The above products are well-known. Their features, which are important to this invention, are shown in the foregoing table. “Bayer” refers to Bayer Corporation, 100 Bayer Road, Pittsburgh, Pa. 15205-9741. “Olin” refers to Olin Industries.

By combining the proper mixture of high and low molecular weight polyols, and by using a variety of ratios of diols to polyols with functionalities greater than 2, a variety of urethane polymers with different degrees of cross-linking and various physical properties can be obtained. For example backbone chains prepared from high molecular weight diols (to give flexibility) can be cross-linked with low molecular weight triols to result in urethane polymers with the desired physical properties and chemical resistance. Conversely, lower molecular weight diols can be cross-linked with higher molecular weight triols and/or tetraols to also obtain a desirable combination of properties.

The above discussion has concerned ways of formulating polyurethanes with the desired properties by the proper choice of hydroxy compounds. By selecting the proper polyisocyanate, an equally powerful method of obtaining a variety of properties can be produced. However, in practice the properties of the polymer are generally determined by the choice of hydroxyl compounds, and the isocyanates are chosen for other considerations.

It has been found that in general the strongest but least flexible polymers result when aromatic isocyanates are used for their preparation. Conversely, more flexible but less heat resistant polymers result when aliphatic isocyanates are used for their preparation. Intermediate properties are obtained when cycloaliphatics are used. Even more important than the influence of physical properties by the isocyanates is the resistance to yellowing and weathering when the polymers are exposed to ultra violet radiation such as occurs in normal outdoor exposure. Polyurethanes prepared from aromatic isocyanates show poor resistance to weathering and yellowing whereas those prepared with aliphatic or cycloaliphatic isocyanates exhibit good weathering characteristics.

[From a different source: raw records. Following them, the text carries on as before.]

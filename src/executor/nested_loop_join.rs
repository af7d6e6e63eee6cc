//! Nested-loop join: inner side materialized once, outer side streamed.
//!
//! Handles INNER, LEFT (null-padded when no inner row matches) and CROSS.
//! When the optimizer swapped the sides for cardinality, output rows are
//! recomposed so columns still appear in the original left ++ right order.

use crate::access::value::Value;
use crate::error::{DbError, DbResult};
use crate::executor::{ColumnInfo, Executor};
use crate::expression::eval::{evaluate, truthy};
use crate::sql::ast::{Expression, JoinType};

pub struct NestedLoopJoinExecutor {
    outer: Box<dyn Executor>,
    inner: Box<dyn Executor>,
    join_type: JoinType,
    condition: Option<Expression>,
    swapped: bool,
    schema: Vec<ColumnInfo>,
    inner_rows: Vec<Vec<Value>>,
    current_outer: Option<Vec<Value>>,
    inner_pos: usize,
    outer_matched: bool,
}

impl NestedLoopJoinExecutor {
    pub fn new(
        outer: Box<dyn Executor>,
        inner: Box<dyn Executor>,
        join_type: JoinType,
        condition: Option<Expression>,
        swapped: bool,
    ) -> Self {
        Self {
            outer,
            inner,
            join_type,
            condition,
            swapped,
            schema: Vec::new(),
            inner_rows: Vec::new(),
            current_outer: None,
            inner_pos: 0,
            outer_matched: false,
        }
    }

    /// Joined row in original left ++ right column order.
    fn compose(&self, outer_row: &[Value], inner_row: &[Value]) -> Vec<Value> {
        let (left, right) = if self.swapped {
            (inner_row, outer_row)
        } else {
            (outer_row, inner_row)
        };
        left.iter().chain(right.iter()).cloned().collect()
    }

    /// Evaluation schema in outer ++ inner order, matching the composed row
    /// re-ordered for the predicate.
    fn eval_row(&self, outer_row: &[Value], inner_row: &[Value]) -> Vec<Value> {
        self.compose(outer_row, inner_row)
    }
}

impl Executor for NestedLoopJoinExecutor {
    fn init(&mut self) -> DbResult<()> {
        if self.join_type == JoinType::Left && self.swapped {
            return Err(DbError::QueryPlan(
                "LEFT JOIN sides cannot be swapped".into(),
            ));
        }
        self.outer.init()?;
        self.inner.init()?;
        while let Some(row) = self.inner.next()? {
            self.inner_rows.push(row);
        }
        let (left_schema, right_schema) = if self.swapped {
            (self.inner.output_schema(), self.outer.output_schema())
        } else {
            (self.outer.output_schema(), self.inner.output_schema())
        };
        self.schema = left_schema.iter().chain(right_schema).cloned().collect();
        Ok(())
    }

    fn next(&mut self) -> DbResult<Option<Vec<Value>>> {
        loop {
            if self.current_outer.is_none() {
                match self.outer.next()? {
                    Some(row) => {
                        self.current_outer = Some(row);
                        self.inner_pos = 0;
                        self.outer_matched = false;
                    }
                    None => return Ok(None),
                }
            }

            let outer_row = self.current_outer.clone().expect("set above");
            while self.inner_pos < self.inner_rows.len() {
                let inner_row = self.inner_rows[self.inner_pos].clone();
                self.inner_pos += 1;

                let accept = match &self.condition {
                    Some(cond) => {
                        let row = self.eval_row(&outer_row, &inner_row);
                        truthy(&evaluate(cond, &row, &self.schema)?)?
                    }
                    None => true,
                };
                if accept {
                    self.outer_matched = true;
                    return Ok(Some(self.compose(&outer_row, &inner_row)));
                }
            }

            // Outer row exhausted; LEFT JOIN pads unmatched rows with NULLs.
            let unmatched_left = self.join_type == JoinType::Left && !self.outer_matched;
            self.current_outer = None;
            if unmatched_left {
                let nulls = vec![Value::Null; self.inner.output_schema().len()];
                return Ok(Some(self.compose(&outer_row, &nulls)));
            }
        }
    }

    fn output_schema(&self) -> &[ColumnInfo] {
        &self.schema
    }
}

It is preferred that the isocyanates be provided in their polymeric form. Polymeric isocyanates have reduced volatility and are safer to handle. Polyisocyanates are commercially available as are isocyanate-terminated prepolymers. These materials can be used as substitutes for all or part of the monomeric isocyanates for the preparation of polyurethanes.

As with the hydroxy compounds, isocyanate materials especially manufactured for the preparation of polyurethanes are commercially available from a variety of manufacturers. A few of the suitable materials available from Bayer are listed below.

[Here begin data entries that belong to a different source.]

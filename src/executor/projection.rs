//! Projection: computes output expressions per row. A `*` item expands to
//! every input column.

use crate::access::value::Value;
use crate::error::DbResult;
use crate::executor::{infer_type, ColumnInfo, Executor};
use crate::expression::eval::evaluate;
use crate::sql::ast::Expression;

pub struct ProjectionExecutor {
    input: Box<dyn Executor>,
    items: Vec<(Expression, String)>,
    schema: Vec<ColumnInfo>,
}

impl ProjectionExecutor {
    pub fn new(input: Box<dyn Executor>, items: Vec<(Expression, String)>) -> Self {
        Self {
            input,
            items,
            schema: Vec::new(),
        }
    }

    fn is_star(expr: &Expression) -> bool {
        matches!(expr, Expression::Column(name) if name == "*")
    }
}

impl Executor for ProjectionExecutor {
    fn init(&mut self) -> DbResult<()> {
        self.input.init()?;
        let input_schema = self.input.output_schema().to_vec();
        self.schema = self
            .items
            .iter()
            .flat_map(|(expr, name)| {
                if Self::is_star(expr) {
                    input_schema.clone()
                } else {
                    vec![ColumnInfo::new(name.clone(), infer_type(expr, &input_schema))]
                }
            })
            .collect();
        Ok(())
    }

    fn next(&mut self) -> DbResult<Option<Vec<Value>>> {
        let Some(row) = self.input.next()? else {
            return Ok(None);
        };
        let schema = self.input.output_schema();
        let mut out = Vec::with_capacity(self.schema.len());
        for (expr, _) in &self.items {
            if Self::is_star(expr) {
                out.extend(row.iter().cloned());
            } else {
                out.push(evaluate(expr, &row, schema)?);
            }
        }
        Ok(Some(out))
    }

    fn output_schema(&self) -> &[ColumnInfo] {
        &self.schema
    }
}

    • Mondur ML: Aromatic monomeric diisocyanate.
    • Mondur TDS: Aromatic monomeric diisocyanate.
    • Desmodur W: Cycloaliphatic monomeric diisocyanate.
    • Mondur MR: Aromatic polymeric diisocyanate.
    • Baytec ME-040: Isocyanate terminated polyether prepolymer.
    • Baytec ME-090: Isocyanate terminated polyether prepolymer.
    • Baytec ME-041: Isocyanate terminated polyester prepolymer.
    • Baytec WE-180: Isocyanate terminated aliphatic prepolymer.

In addition the aliphatic hexamethylene diisocyanate can be purchased commercially.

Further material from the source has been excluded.